しかしそれは当然のことだったのかもしれない。
彼は魔術師ではなく、遥かな過去を生きた英霊だったのだから。
「さてと、マスターからは好きなようにやってくれて構わないと言われているからね。なら真名を明かすとしよう」
そう言うと彼は前髪を掻き上げるようにして髪をたくし上げた。
同時に大気が震える。
凝縮された光の粒子が彼の身体を包み込み、仮初めだった姿を剥がしていく。
「バーサーカーの顔立ちに‥‥‥似ている‥‥‥」
ふとセイバーがそう呟いた。
たくし上げられた髪の下から現れた顔立ちは、先日対峙したバーサーカー━━ヘラクレスにあまりにも酷似していた。
血縁者と言われれば誰もが納得するほどに。
だからこそセイバーは気付いてしまう。
生前、自らを殺した因縁の相手たるライダー。
その存在に次いで忘れ難き神話の英雄へと。
「まさか、あなたは━━」
セイバーが言い切るよりも早く、目の前の男の装いが一変した。
黒きマント。
腕や上半身を覆う西洋風の鎧。
そして左手には感情を持たぬかのような無機質な鉄仮面。
教育実習生としての姿は完全に消え失せ、そこに立っていたのは神代を駆けた英雄そのものだった。

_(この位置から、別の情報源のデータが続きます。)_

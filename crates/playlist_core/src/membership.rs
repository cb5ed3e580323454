use std::path::{Path, PathBuf};

use tracing::{debug, error};
use url::Url;

use crate::client::YouTubeClient;
use crate::errors::PlaylistError;
use crate::models::MembershipEntry;

pub const MEMBERSHIP_FILE_SUFFIX: &str = ".csv";

/// Where a playlist's membership entries come from, decided by the shape of
/// the configured target: paths ending in `.csv` are read locally, anything
/// else is treated as a remote playlist reference.
#[derive(Debug, Clone, PartialEq, Eq)]
pub enum PlaylistTarget {
    Remote(String),
    File(PathBuf),
}

impl PlaylistTarget {
    pub fn parse(raw: &str) -> Result<Self, PlaylistError> {
        let trimmed = raw.trim();
        if trimmed.is_empty() {
            return Err(PlaylistError::InvalidTarget(
                "empty playlist target".to_string(),
            ));
        }
        if trimmed.ends_with(MEMBERSHIP_FILE_SUFFIX) {
            return Ok(PlaylistTarget::File(PathBuf::from(trimmed)));
        }
        Ok(PlaylistTarget::Remote(resolve_playlist_id(trimmed)?))
    }
}

/// Accepts either a bare playlist id or a playlist page URL carrying a
/// `list` query parameter.
pub fn resolve_playlist_id(raw: &str) -> Result<String, PlaylistError> {
    let trimmed = raw.trim();
    if !trimmed.contains("://") {
        return Ok(trimmed.to_string());
    }
    let url = Url::parse(trimmed)
        .map_err(|err| PlaylistError::InvalidTarget(format!("URL parse failed: {err}")))?;
    for (key, value) in url.query_pairs() {
        if key == "list" {
            let cleaned = value.trim();
            if cleaned.is_empty() {
                break;
            }
            return Ok(cleaned.to_string());
        }
    }
    Err(PlaylistError::InvalidTarget(format!(
        "no list parameter in playlist URL: {trimmed}"
    )))
}

/// A failed page never advances its continuation token, so the traversal
/// gives up on the playlist once the same page has failed this many times
/// in a row.
#[derive(Debug, Clone, Copy)]
pub struct PageFailurePolicy {
    pub max_consecutive_failures: u32,
}

impl Default for PageFailurePolicy {
    fn default() -> Self {
        Self {
            max_consecutive_failures: 3,
        }
    }
}

impl PageFailurePolicy {
    /// A cap of 0 is treated as 1: every page gets at least one attempt.
    pub fn should_abort(&self, consecutive_failures: u32) -> bool {
        consecutive_failures >= self.max_consecutive_failures.max(1)
    }
}

/// Walk the remote playlist-items listing to exhaustion. A failing page
/// contributes nothing; the traversal continues until the failure policy
/// says to abort, returning whatever was collected so far.
pub async fn fetch_remote_memberships(
    client: &YouTubeClient,
    playlist_id: &str,
    page_size: u32,
    policy: PageFailurePolicy,
) -> Vec<MembershipEntry> {
    let mut entries = Vec::new();
    let mut page_token: Option<String> = None;
    let mut consecutive_failures = 0u32;
    loop {
        match client
            .list_playlist_items(playlist_id, page_size, page_token.as_deref())
            .await
        {
            Ok(page) => {
                consecutive_failures = 0;
                for item in page.items {
                    if let Some(entry) = item.membership_entry() {
                        entries.push(entry);
                    }
                }
                match page.next_page_token {
                    Some(token) => page_token = Some(token),
                    None => break,
                }
            }
            Err(err) => {
                consecutive_failures += 1;
                error!(playlist_id, error = %err, "playlist items request failed");
                if policy.should_abort(consecutive_failures) {
                    error!(
                        playlist_id,
                        consecutive_failures,
                        "giving up on playlist traversal after repeated page failures"
                    );
                    break;
                }
            }
        }
    }
    entries
}

/// Read membership entries from a local tabular file. The header row fixes
/// the expected column count; rows with a different count are skipped. A
/// missing file is logged and yields an empty sequence.
pub fn read_membership_file(path: &Path) -> Vec<MembershipEntry> {
    let file = match std::fs::File::open(path) {
        Ok(file) => file,
        Err(err) => {
            error!(path = %path.display(), error = %err, "membership file not readable");
            return Vec::new();
        }
    };
    let mut reader = csv::ReaderBuilder::new()
        .has_headers(false)
        .flexible(true)
        .from_reader(file);

    let mut entries = Vec::new();
    let mut head_size: Option<usize> = None;
    for record in reader.records() {
        let record = match record {
            Ok(record) => record,
            Err(err) => {
                error!(path = %path.display(), error = %err, "membership row unreadable");
                continue;
            }
        };
        let Some(expected) = head_size else {
            head_size = Some(record.len());
            continue;
        };
        if record.len() != expected {
            debug!(
                path = %path.display(),
                columns = record.len(),
                expected,
                "skipping malformed membership row"
            );
            continue;
        }
        match (record.get(0), record.get(1)) {
            (Some(video_id), Some(added_at)) => entries.push(MembershipEntry {
                video_id: video_id.trim().to_string(),
                added_at: added_at.trim().to_string(),
            }),
            _ => debug!(
                path = %path.display(),
                columns = record.len(),
                "skipping membership row without id and timestamp columns"
            ),
        }
    }
    entries
}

「我が名はペルセウス。かつてアルゴスを統べた王の一人にして、ミュケナイ王家の創始者その人。そして━━
彼は名乗った。
ペルセウス。
神話に疎い士郎ですら知る名である。
そして怪物メデューサを討伐し、数多の試練と困難を乗り越えた大英雄。
その名を聞いた瞬間、慎二の顔色が目に見えて青ざめた。
無理もない。
彼の従えるライダー━━メデューサは、逸話的にも能力的にもペルセウスと最悪と言っていいほど相性が悪い。
英雄譚において既に一度敗北している相手であり、神話そのものが天敵と断言しているような存在だった。
名乗りを終えたペルセウスは鉄仮面を顔へ装着し、得物であるショーテル型の剣を取り出す。
その姿にライダーもまた静かに得物を構え直した。
「‥‥‥幸福な人々を望んだ彼の為に━━
「‥‥‥ふふ、面白い。あの時と違って全盛期の私相手にどれほど戦えますかね?」
神話の再現━━否、神話の再臨。
かつてギリシャ神話の中で交わった英雄と怪物が、時代も場所も越えて再び相対する。
冬木の地にて、本来であれば決して交わるはずのなかった二騎のライダーが得物を取り、互いを討たんとしていた。
次回 メデューサVSペルセウス (両方とも本気)
ちなむと結構書くのに苦労しましたが1万文字越えの戦闘になります。
今回のまとめ:
士郎&凛:キャスターの真名は分かった。それとあの教育実習生のどちらかが関係者(マスターかどうか不明)まで分かっている。
ペルセウス:ついにメデューサとぶつかった。生前の未練もあるのでこれで払拭できるか。自己紹介でゼウスの子の1人と言わなかったのは股開きまくった親父に悪い方で思うところがあるから。
メデューサ:セイバーと戦ってたらなぜか同じライダークラスで宿敵がやって来た。何か生前と変わりすぎていることに内心驚きつつも殺すつもりでいる。